Chest X-rays (CXR) are one of the most difficult radiographs to interpret. The dense chest structure includes complex overlying and underlying patient anatomy, and the ever-present motions of the lungs and heart. Ideally, radiologists would like to view separate images – one of soft tissue and another of bone – in order to make a more accurate diagnosis.

Duel energy chest image with Carestream logo in the bottom right corner.
Carestream’s patented dual energy subtraction method utilizes differential filtration that enables high quality dual energy images to be captured at a similar entrance exposure as a standard PA chest X-ray.

In order to achieve this separation, imaging providers have explored dual energy image-capture technology that captures two radiographic images of a patient in rapid succession. However, the benefits of the technology brought with it increased radiation dose. (Two exposures are required; one at a relatively lower energy X-ray exposure, and a second at a relatively higher energy.) Also, imaging providers had difficulty overcoming the artifacts and misregistration resulting from patient motion (due to heartbeat and breathing) between the capture of the high- and low-energy image.

Fortunately, Carestream has achieved a patented, technology breakthrough.Our Dual Energy method delivers excellent image quality at a similar entrance exposure as a standard PA chest X-ray. Our innovative differential filtration imaging subtracts rapidly-acquired, low- and high-energy exposures for the generation of bone and soft tissue images – and it has automatic patient motion correction. We believe that Dual Energy has the potential to become the new standard of care in chest imaging.

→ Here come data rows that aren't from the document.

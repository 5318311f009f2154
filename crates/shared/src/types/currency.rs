//! Currency code normalization.
//!
//! Wallets are keyed by (account, currency); the currency half of the key is
//! always the upper-cased code, regardless of how the caller spelled it.

use serde::{Deserialize, Serialize};

use crate::error::AppError;

/// A normalized ISO 4217-style currency code (e.g. "USD").
///
/// The catalog of valid currencies lives in the database; this type only
/// guarantees the code is non-empty and upper-cased so lookups and keys are
/// case-insensitive.
#[derive(Debug, Clone, PartialEq, Eq, Hash, Serialize, Deserialize)]
#[serde(transparent)]
pub struct CurrencyCode(String);

impl CurrencyCode {
    /// Parses and normalizes a currency code.
    ///
    /// # Errors
    ///
    /// Returns `AppError::Validation` when the code is empty or blank.
    pub fn parse(code: &str) -> Result<Self, AppError> {
        let trimmed = code.trim();
        if trimmed.is_empty() {
            return Err(AppError::Validation("CurrencyCode is required.".into()));
        }
        Ok(Self(trimmed.to_uppercase()))
    }

    /// Returns the normalized code.
    #[must_use]
    pub fn as_str(&self) -> &str {
        &self.0
    }

    /// Consumes the code, returning the normalized string.
    #[must_use]
    pub fn into_string(self) -> String {
        self.0
    }
}

impl std::fmt::Display for CurrencyCode {
    fn fmt(&self, f: &mut std::fmt::Formatter<'_>) -> std::fmt::Result {
        f.write_str(&self.0)
    }
}

impl std::str::FromStr for CurrencyCode {
    type Err = AppError;

    fn from_str(s: &str) -> Result<Self, Self::Err> {
        Self::parse(s)
    }
}

#[cfg(test)]
mod tests {
    use super::*;
    use rstest::rstest;

    #[rstest]
    #[case("usd", "USD")]
    #[case("USD", "USD")]
    #[case("  eur ", "EUR")]
    #[case("jPy", "JPY")]
    fn test_parse_normalizes_to_uppercase(#[case] input: &str, #[case] expected: &str) {
        let code = CurrencyCode::parse(input).unwrap();
        assert_eq!(code.as_str(), expected);
    }

    #[rstest]
    #[case("")]
    #[case("   ")]
    fn test_parse_rejects_blank(#[case] input: &str) {
        let err = CurrencyCode::parse(input).unwrap_err();
        assert!(matches!(err, AppError::Validation(_)));
    }

    #[test]
    fn test_display_and_eq_use_normalized_form() {
        let a = CurrencyCode::parse("usd").unwrap();
        let b = CurrencyCode::parse("USD").unwrap();
        assert_eq!(a, b);
        assert_eq!(a.to_string(), "USD");
    }
}
//! Listing aggregate and its status state machine.

use chrono::{DateTime, Utc};
use rust_decimal::Decimal;
use serde::{Deserialize, Serialize};
use uuid::Uuid;

use bazaar_shared::{AppError, CurrencyCode};

/// Listing status in the sale lifecycle.
///
/// `Rejected` and `Closed` are terminal. The settlement engine performs
/// exactly one transition: `Approved` -> `Closed` after a successful purchase.
#[derive(Debug, Clone, Copy, PartialEq, Eq, Serialize, Deserialize)]
#[serde(rename_all = "lowercase")]
pub enum ListingStatus {
    /// Listing is being drafted by the seller.
    Draft,
    /// Listing has been submitted for moderation.
    Pending,
    /// Listing is live and purchasable.
    Approved,
    /// Listing was rejected by moderation.
    Rejected,
    /// Listing was sold and is closed.
    Closed,
}

impl ListingStatus {
    /// Returns true if no transition may leave this status.
    #[must_use]
    pub const fn is_terminal(&self) -> bool {
        matches!(self, Self::Rejected | Self::Closed)
    }

    /// Returns true if the transition to `next` is allowed.
    #[must_use]
    pub const fn can_transition(&self, next: Self) -> bool {
        matches!(
            (self, next),
            (Self::Draft, Self::Pending)
                | (Self::Pending, Self::Approved | Self::Rejected)
                | (Self::Approved, Self::Closed)
        )
    }
}

impl std::fmt::Display for ListingStatus {
    fn fmt(&self, f: &mut std::fmt::Formatter<'_>) -> std::fmt::Result {
        match self {
            Self::Draft => write!(f, "draft"),
            Self::Pending => write!(f, "pending"),
            Self::Approved => write!(f, "approved"),
            Self::Rejected => write!(f, "rejected"),
            Self::Closed => write!(f, "closed"),
        }
    }
}

impl std::str::FromStr for ListingStatus {
    type Err = AppError;

    fn from_str(s: &str) -> Result<Self, Self::Err> {
        match s.to_lowercase().as_str() {
            "draft" => Ok(Self::Draft),
            "pending" => Ok(Self::Pending),
            "approved" => Ok(Self::Approved),
            "rejected" => Ok(Self::Rejected),
            "closed" => Ok(Self::Closed),
            other => Err(AppError::Validation(format!(
                "Unknown listing status: {other}"
            ))),
        }
    }
}

/// A sell order for one item entry at a fixed price in a fixed currency.
///
/// Price and currency are immutable after creation; only the status and
/// `updated_at` ever change.
#[derive(Debug, Clone, Serialize, Deserialize)]
pub struct Listing {
    /// Unique identifier.
    pub id: Uuid,
    /// Account selling the item entry.
    pub seller_id: Uuid,
    /// Item entry being sold.
    pub item_entry_id: Uuid,
    /// Currency the price is denominated in.
    pub currency_code: CurrencyCode,
    /// Asking price (non-negative).
    pub price_amount: Decimal,
    /// Current lifecycle status.
    pub status: ListingStatus,
    /// When the listing was created.
    pub created_at: DateTime<Utc>,
    /// When the listing was last updated.
    pub updated_at: DateTime<Utc>,
}

impl Listing {
    /// Creates a new listing with a fresh id and timestamps.
    ///
    /// # Errors
    ///
    /// Returns `AppError::Validation` when a required id is nil, the currency
    /// code is blank, or the price is negative.
    pub fn new(
        seller_id: Uuid,
        item_entry_id: Uuid,
        currency_code: &str,
        price_amount: Decimal,
        status: ListingStatus,
    ) -> Result<Self, AppError> {
        let now = Utc::now();
        Self::from_parts(
            Uuid::new_v4(),
            seller_id,
            item_entry_id,
            currency_code,
            price_amount,
            status,
            now,
            now,
        )
    }

    /// Reconstructs a listing from stored parts, re-validating invariants.
    #[allow(clippy::too_many_arguments)]
    pub fn from_parts(
        id: Uuid,
        seller_id: Uuid,
        item_entry_id: Uuid,
        currency_code: &str,
        price_amount: Decimal,
        status: ListingStatus,
        created_at: DateTime<Utc>,
        updated_at: DateTime<Utc>,
    ) -> Result<Self, AppError> {
        if seller_id.is_nil() {
            return Err(AppError::Validation("SellerId is required.".into()));
        }
        if item_entry_id.is_nil() {
            return Err(AppError::Validation("ItemEntryId is required.".into()));
        }
        if price_amount < Decimal::ZERO {
            return Err(AppError::Validation(
                "PriceAmount must be non-negative.".into(),
            ));
        }

        Ok(Self {
            id,
            seller_id,
            item_entry_id,
            currency_code: CurrencyCode::parse(currency_code)?,
            price_amount,
            status,
            created_at,
            updated_at,
        })
    }

    /// Validates that `buyer_id` may purchase this listing.
    ///
    /// # Errors
    ///
    /// Returns `AppError::Validation` when the listing is not `Approved` or
    /// when the buyer is the seller. No partial checks: the first violated
    /// rule is reported.
    pub fn validate_purchase(&self, buyer_id: Uuid) -> Result<(), AppError> {
        if self.status != ListingStatus::Approved {
            return Err(AppError::Validation(
                "Listing is not available for purchase.".into(),
            ));
        }
        if self.seller_id == buyer_id {
            return Err(AppError::Validation("Seller cannot buy own listing.".into()));
        }
        Ok(())
    }
}

#[cfg(test)]
mod tests {
    use super::*;
    use rstest::rstest;
    use rust_decimal_macros::dec;

    fn approved_listing() -> Listing {
        Listing::new(
            Uuid::new_v4(),
            Uuid::new_v4(),
            "usd",
            dec!(50),
            ListingStatus::Approved,
        )
        .unwrap()
    }

    #[rstest]
    #[case(ListingStatus::Draft, ListingStatus::Pending, true)]
    #[case(ListingStatus::Pending, ListingStatus::Approved, true)]
    #[case(ListingStatus::Pending, ListingStatus::Rejected, true)]
    #[case(ListingStatus::Approved, ListingStatus::Closed, true)]
    #[case(ListingStatus::Draft, ListingStatus::Approved, false)]
    #[case(ListingStatus::Approved, ListingStatus::Draft, false)]
    #[case(ListingStatus::Closed, ListingStatus::Approved, false)]
    #[case(ListingStatus::Rejected, ListingStatus::Pending, false)]
    fn test_status_transitions(
        #[case] from: ListingStatus,
        #[case] to: ListingStatus,
        #[case] allowed: bool,
    ) {
        assert_eq!(from.can_transition(to), allowed);
    }

    #[test]
    fn test_terminal_statuses() {
        assert!(ListingStatus::Closed.is_terminal());
        assert!(ListingStatus::Rejected.is_terminal());
        assert!(!ListingStatus::Approved.is_terminal());
        assert!(!ListingStatus::Draft.is_terminal());
        assert!(!ListingStatus::Pending.is_terminal());
    }

    #[test]
    fn test_new_normalizes_currency() {
        let listing = approved_listing();
        assert_eq!(listing.currency_code.as_str(), "USD");
    }

    #[test]
    fn test_negative_price_rejected() {
        let result = Listing::new(
            Uuid::new_v4(),
            Uuid::new_v4(),
            "USD",
            dec!(-1),
            ListingStatus::Draft,
        );
        assert!(matches!(result, Err(AppError::Validation(_))));
    }

    #[test]
    fn test_nil_seller_rejected() {
        let result = Listing::new(
            Uuid::nil(),
            Uuid::new_v4(),
            "USD",
            dec!(10),
            ListingStatus::Draft,
        );
        assert!(matches!(result, Err(AppError::Validation(_))));
    }

    #[test]
    fn test_validate_purchase_happy_path() {
        let listing = approved_listing();
        assert!(listing.validate_purchase(Uuid::new_v4()).is_ok());
    }

    #[rstest]
    #[case(ListingStatus::Draft)]
    #[case(ListingStatus::Pending)]
    #[case(ListingStatus::Rejected)]
    #[case(ListingStatus::Closed)]
    fn test_validate_purchase_requires_approved(#[case] status: ListingStatus) {
        let mut listing = approved_listing();
        listing.status = status;
        let err = listing.validate_purchase(Uuid::new_v4()).unwrap_err();
        assert_eq!(
            err.to_string(),
            "Validation error: Listing is not available for purchase."
        );
    }

    #[test]
    fn test_validate_purchase_rejects_self_trade() {
        let listing = approved_listing();
        let err = listing.validate_purchase(listing.seller_id).unwrap_err();
        assert_eq!(
            err.to_string(),
            "Validation error: Seller cannot buy own listing."
        );
    }
}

Our Dual Energy image capture software is built on our Eclipse imaging processing engine that uses powerful, proprietary algorithms to provide automated and robust image processing that delivers superb image quality and consistent presentation.

Providing radiologists with more information – without a dose penalty

Dual Energy provides radiologists with more information for diagnosis. It improves the visualization of overlying and underlying patient anatomy and provides enhanced detection of subtle features that can be difficult to visualize in traditional 2D radiographs.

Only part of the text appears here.